“This sun, this sea, my heart leaping with youth. Tenderness and glory merge in blue and yellow” – Albert Camus

Tracking every pound

4ocean is a business that recovers, retrieves and treats waste plastic from the seas of the earth. It then makes and sells bracelets with this cleaned and recycled plastic. Better on your wrist than in a dolphin’s mouth.
Their professional, full-time captains and crews recover harmful marine debris from the ocean. They also work to stop plastic pollution at its source by educating people about this global crisis.
It is not a charity. It is a public benefit corporation, which is a legal structure for mission-focused businesses that prioritise impact alongside profit.
Every 4ocean product purchased comes with a One Pound Promise to pull one pound (in weight) of trash from the ocean, rivers, and coastlines. Every purchase helps fund the global ocean clean-up operation.
The sustainability marketplace is crowded with companies that claim their products are made from recycled ocean plastic. However, most of them can’t trace the origins of their plastic. From the moment it’s recovered, every pound of 4ocean waste is tracked through the entire supply chain. Their documentation process sets a new industry standard of accuracy and accountability – all of it audited and verified quarterly by the Better Business Bureau.

15m

This year 4ocean reached their 15 million pound milestone of recovered plastic. It took them a year to recover their first million – now it takes two months to reach the same number, with their improved technology, better equipment and a larger fleet of dedicated vessels.
Plastic waste entering the seas is increasing each year with much of the plastic entering the seas is in particles smaller than 5 millimetres.

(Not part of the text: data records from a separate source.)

use crate::domain::model::{Coordinate, MapOptions};
use serde_json::{json, Value};

pub const DEFAULT_ZOOM: u8 = 14;
pub const DEFAULT_CONTAINER_ID: &str = "map";

pub const OPEN_COLOR: &str = "#4caf50";
pub const CLOSED_COLOR: &str = "#f44336";
pub const UNKNOWN_COLOR: &str = "#888888";
pub const RATING_COLOR: &str = "#FFD700";

/// 深色地圖樣式
pub fn dark_map_style() -> Value {
    json!([
        { "elementType": "geometry", "stylers": [{ "color": "#242f3e" }] },
        { "elementType": "labels.text.fill", "stylers": [{ "color": "#746855" }] },
        { "elementType": "labels.text.stroke", "stylers": [{ "color": "#242f3e" }] },
        { "featureType": "poi", "elementType": "labels.text.fill", "stylers": [{ "color": "#d59563" }] },
        { "featureType": "road", "elementType": "geometry", "stylers": [{ "color": "#38414e" }] },
        { "featureType": "water", "elementType": "geometry", "stylers": [{ "color": "#17263c" }] }
    ])
}

pub fn map_options(center: Coordinate, zoom: u8, container_id: &str) -> MapOptions {
    MapOptions {
        container_id: container_id.to_string(),
        center,
        zoom,
        styles: dark_map_style(),
        disable_default_ui: true,
    }
}

pub const STYLESHEET: &str = r#"
body { margin: 0; }
.container { display: flex; height: 100vh; background-color: #0f0f0f; color: #fff; font-family: Inter, sans-serif; }
.sidebar { width: 400px; padding: 24px; display: flex; flex-direction: column; border-right: 1px solid #222; z-index: 10; background-color: #121212; }
.header { margin-bottom: 24px; }
.title { font-size: 24px; font-weight: bold; margin: 0; }
.subtitle { color: #888; font-size: 14px; }
.mood-grid { display: grid; grid-template-columns: 1fr 1fr; gap: 10px; margin-bottom: 30px; }
.mood-button { display: flex; align-items: center; justify-content: center; padding: 12px; background-color: #1e1e1e; border: 1px solid #333; border-radius: 8px; color: #fff; cursor: pointer; transition: 0.2s; font-weight: 500; }
.mood-button.active { border-color: #FFD700; }
.mood-button .label { margin-left: 8px; }
.loading { text-align: center; color: #888; font-size: 14px; }
.results-list { overflow-y: auto; flex: 1; }
.card { padding: 16px; background-color: #1a1a1a; border-radius: 12px; margin-bottom: 12px; border: 1px solid #222; }
.card-header { display: flex; justify-content: space-between; align-items: flex-start; }
.place-name { font-size: 16px; margin: 0; color: #fff; }
.rating { display: flex; align-items: center; gap: 4px; font-size: 14px; color: #FFD700; }
.address { font-size: 13px; color: #aaa; margin: 8px 0; display: flex; align-items: center; gap: 4px; }
.status-row { display: flex; align-items: center; margin-top: 10px; font-size: 12px; }
.status-row .label { margin-left: 5px; }
.status-open { color: #4caf50; }
.status-closed { color: #f44336; }
.status-unknown { color: #888888; }
.map { flex: 1; }
"#;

It is estimated that there is approximately 150 million tonnes of plastic pollution in the world’s oceans, estimated to grow to 250 million tonnes in 2025.
The Ocean Conservancy reported that China, Indonesia, Philippines, Thailand, and Vietnam dump more plastic in the sea than all other countries combined.
Everyone talks about saving the oceans by stopping using plastic bags, straws and single use packaging. That’s important, but when 4ocean head out on the ocean, that’s not what they find. The largest single type of plastic pollution (10%) is discarded and lost nets from the fishing industry.

Fish

For centuries, humans have relied on the ocean’s abundance of fish for sustenance. Today, seafood is the world’s largest traded food commodity and the primary source of protein for approximately 3 billion people. The industry also provides employment and income for millions of people, which is particularly important for coastal communities in developing economies.
As the global population grows, so does our demand for seafood. Advancements in commercial fishing technology mean humans now have the ability to wipe out entire fish populations in a very short period of time. Today, as much as 80% of the world’s fisheries are either overfished or collapsing. Scientists fear that continuing to fish at our current rate will cause a collapse of the world’s fisheries and have a significant impact on global food security.
Sustainable seafood is any seafood that is caught or farmed with minimal environmental and social impact. Fisheries are generally considered sustainable when they target plentiful species, follow local regulations and guidelines, and rely on scientific data and ongoing population monitoring to ensure the fishery is well managed.
There is an ongoing debate in ocean conservation circles about whether fishing can ever be truly sustainable. Many indigenous cultures have sustainably fished their waters for thousands of years.